● Available data

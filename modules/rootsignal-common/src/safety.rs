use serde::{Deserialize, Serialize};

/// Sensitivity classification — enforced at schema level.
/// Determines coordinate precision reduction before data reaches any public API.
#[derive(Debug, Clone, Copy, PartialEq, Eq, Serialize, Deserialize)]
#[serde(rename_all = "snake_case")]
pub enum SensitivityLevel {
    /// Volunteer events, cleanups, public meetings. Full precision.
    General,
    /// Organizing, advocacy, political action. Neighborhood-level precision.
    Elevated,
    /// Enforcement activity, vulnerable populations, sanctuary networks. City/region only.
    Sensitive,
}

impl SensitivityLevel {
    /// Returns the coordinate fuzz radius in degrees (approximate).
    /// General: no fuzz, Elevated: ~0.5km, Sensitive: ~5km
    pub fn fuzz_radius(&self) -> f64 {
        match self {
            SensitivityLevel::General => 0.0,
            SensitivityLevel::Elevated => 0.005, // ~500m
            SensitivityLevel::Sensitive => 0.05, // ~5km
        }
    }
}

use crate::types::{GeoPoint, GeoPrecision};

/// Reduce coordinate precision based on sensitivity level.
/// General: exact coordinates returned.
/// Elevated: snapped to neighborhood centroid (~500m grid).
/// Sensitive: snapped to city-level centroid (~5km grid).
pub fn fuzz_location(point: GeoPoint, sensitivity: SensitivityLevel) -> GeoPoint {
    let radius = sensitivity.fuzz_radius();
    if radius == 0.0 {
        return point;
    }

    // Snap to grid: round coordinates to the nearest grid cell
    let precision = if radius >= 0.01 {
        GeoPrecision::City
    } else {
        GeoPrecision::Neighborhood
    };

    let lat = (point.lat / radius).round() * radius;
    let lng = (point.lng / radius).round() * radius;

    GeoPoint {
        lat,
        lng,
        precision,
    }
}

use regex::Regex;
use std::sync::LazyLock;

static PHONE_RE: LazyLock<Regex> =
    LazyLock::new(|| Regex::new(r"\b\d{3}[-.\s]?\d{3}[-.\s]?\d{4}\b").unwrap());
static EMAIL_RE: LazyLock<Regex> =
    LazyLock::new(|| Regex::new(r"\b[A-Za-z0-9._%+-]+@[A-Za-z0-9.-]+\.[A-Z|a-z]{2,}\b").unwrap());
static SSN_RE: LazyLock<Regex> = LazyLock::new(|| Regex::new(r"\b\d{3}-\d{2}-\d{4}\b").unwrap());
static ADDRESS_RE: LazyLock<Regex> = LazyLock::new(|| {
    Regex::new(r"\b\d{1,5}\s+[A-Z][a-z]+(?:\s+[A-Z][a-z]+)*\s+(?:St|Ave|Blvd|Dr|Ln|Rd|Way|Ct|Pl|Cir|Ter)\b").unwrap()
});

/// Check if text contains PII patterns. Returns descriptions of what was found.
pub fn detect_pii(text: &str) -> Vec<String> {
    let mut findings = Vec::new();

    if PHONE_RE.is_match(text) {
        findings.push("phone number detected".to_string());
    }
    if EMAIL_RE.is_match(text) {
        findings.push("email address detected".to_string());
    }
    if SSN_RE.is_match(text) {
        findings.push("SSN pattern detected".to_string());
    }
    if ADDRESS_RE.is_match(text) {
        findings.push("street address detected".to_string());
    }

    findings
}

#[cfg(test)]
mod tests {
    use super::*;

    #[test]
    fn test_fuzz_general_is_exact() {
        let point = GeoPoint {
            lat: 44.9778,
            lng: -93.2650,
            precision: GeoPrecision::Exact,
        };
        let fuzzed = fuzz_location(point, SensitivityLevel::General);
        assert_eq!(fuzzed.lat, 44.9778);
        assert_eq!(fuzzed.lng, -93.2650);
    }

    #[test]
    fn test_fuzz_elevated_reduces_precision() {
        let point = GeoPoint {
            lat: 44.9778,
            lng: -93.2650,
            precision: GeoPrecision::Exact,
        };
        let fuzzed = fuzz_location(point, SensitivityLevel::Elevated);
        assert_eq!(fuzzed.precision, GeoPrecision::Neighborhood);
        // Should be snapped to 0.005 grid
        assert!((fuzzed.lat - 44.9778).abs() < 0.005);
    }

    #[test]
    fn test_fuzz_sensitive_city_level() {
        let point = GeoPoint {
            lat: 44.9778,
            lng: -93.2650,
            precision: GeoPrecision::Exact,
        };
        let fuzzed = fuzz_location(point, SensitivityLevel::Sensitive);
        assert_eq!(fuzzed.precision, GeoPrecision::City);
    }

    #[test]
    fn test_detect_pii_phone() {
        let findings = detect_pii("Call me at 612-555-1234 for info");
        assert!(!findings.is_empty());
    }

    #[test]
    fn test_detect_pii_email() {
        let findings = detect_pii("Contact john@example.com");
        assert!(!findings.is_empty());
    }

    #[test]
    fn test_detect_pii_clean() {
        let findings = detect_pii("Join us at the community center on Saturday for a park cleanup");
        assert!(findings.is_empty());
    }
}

● Your objective
Retype all of the data shown above, word for word.

● Output of the exercise
filename modules/rootsignal-common/src/safety.rs
use serde::{Deserialize, Serialize};

/// Sensitivity classification — enforced at schema level.
/// Determines coordinate precision reduction before data reaches any public API.
#[derive(Debug, Clone, Copy, PartialEq, Eq, Serialize, Deserialize)]
#[serde(rename_all = "snake_case")]
pub enum SensitivityLevel {
    /// Volunteer events, cleanups, public meetings. Full precision.
    General,
    /// Organizing, advocacy, political action. Neighborhood-level precision.
    Elevated,
    /// Enforcement activity, vulnerable populations, sanctuary networks. City/region only.
    Sensitive,
}

impl SensitivityLevel {
    /// Returns the coordinate fuzz radius in degrees (approximate).
    /// General: no fuzz, Elevated: ~0.5km, Sensitive: ~5km
    pub fn fuzz_radius(&self) -> f64 {
        match self {
            SensitivityLevel::General => 0.0,
            SensitivityLevel::Elevated => 0.005, // ~500m
            SensitivityLevel::Sensitive => 0.05, // ~5km
        }
    }
}

use crate::types::{GeoPoint, GeoPrecision};

/// Reduce coordinate precision based on sensitivity level.
/// General: exact coordinates returned.
/// Elevated: snapped to neighborhood centroid (~500m grid).
/// Sensitive: snapped to city-level centroid (~5km grid).
pub fn fuzz_location(point: GeoPoint, sensitivity: SensitivityLevel) -> GeoPoint {
    let radius = sensitivity.fuzz_radius();
    if radius == 0.0 {
        return point;
    }

    // Snap to grid: round coordinates to the nearest grid cell
    let precision = if radius >= 0.01 {
        GeoPrecision::City
    } else {
        GeoPrecision::Neighborhood
    };

    let lat = (point.lat / radius).round() * radius;
    let lng = (point.lng / radius).round() * radius;

    GeoPoint {
        lat,
        lng,
        precision,
    }
}

use regex::Regex;
use std::sync::LazyLock;

static PHONE_RE: LazyLock<Regex> =
    LazyLock::new(|| Regex::new(r"\b\d{3}[-.\s]?\d{3}[-.\s]?\d{4}\b").unwrap());
static EMAIL_RE: LazyLock<Regex> =
    LazyLock::new(|| Regex::new(r"\b[A-Za-z0-9._%+-]+@[A-Za-z0-9.-]+\.[A-Z|a-z]{2,}\b").unwrap());
static SSN_RE: LazyLock<Regex> = LazyLock::new(|| Regex::new(r"\b\d{3}-\d{2}-\d{4}\b").unwrap());
static ADDRESS_RE: LazyLock<Regex> = LazyLock::new(|| {
    Regex::new(r"\b\d{1,5}\s+[A-Z][a-z]+(?:\s+[A-Z][a-z]+)*\s+(?:St|Ave|Blvd|Dr|Ln|Rd|Way|Ct|Pl|Cir|Ter)\b").unwrap()
});

/// Check if text contains PII patterns. Returns descriptions of what was found.
pub fn detect_pii(text: &str) -> Vec<String> {
    let mut findings = Vec::new();

    if PHONE_RE.is_match(text) {
        findings.push("phone number detected".to_string());
    }
    if EMAIL_RE.is_match(text) {
        findings.push("email address detected".to_string());
    }
    if SSN_RE.is_match(text) {
        findings.push("SSN pattern detected".to_string());
    }
    if ADDRESS_RE.is_match(text) {
        findings.push("street address detected".to_string());
    }

    findings
}

#[cfg(test)]
mod tests {
    use super::*;

    #[test]
    fn test_fuzz_general_is_exact() {
        let point = GeoPoint {
            lat: 44.9778,
            lng: -93.2650,
            precision: GeoPrecision::Exact,
        };
        let fuzzed = fuzz_location(point, SensitivityLevel::General);
        assert_eq!(fuzzed.lat, 44.9778);
        assert_eq!(fuzzed.lng, -93.2650);
    }

    #[test]
    fn test_fuzz_elevated_reduces_precision() {
        let point = GeoPoint {
            lat: 44.9778,
            lng: -93.2650,
            precision: GeoPrecision::Exact,
        };
        let fuzzed = fuzz_location(point, SensitivityLevel::Elevated);
        assert_eq!(fuzzed.precision, GeoPrecision::Neighborhood);
        // Should be snapped to 0.005 grid
        assert!((fuzzed.lat - 44.9778).abs() < 0.005);
    }

    #[test]
    fn test_fuzz_sensitive_city_level() {
        let point = GeoPoint {
            lat: 44.9778,
            lng: -93.2650,
            precision: GeoPrecision::Exact,
        };
        let fuzzed = fuzz_location(point, SensitivityLevel::Sensitive);
        assert_eq!(fuzzed.precision, GeoPrecision::City);
    }

    #[test]
    fn test_detect_pii_phone() {
        let findings = detect_pii("Call me at 612-555-1234 for info");
        assert!(!findings.is_empty());
    }

    #[test]
    fn test_detect_pii_email() {
        let findings = detect_pii("Contact john@example.com");
        assert!(!findings.is_empty());
    }

    #[test]
    fn test_detect_pii_clean() {
        let findings = detect_pii("Join us at the community center on Saturday for a park cleanup");
        assert!(findings.is_empty());
    }
}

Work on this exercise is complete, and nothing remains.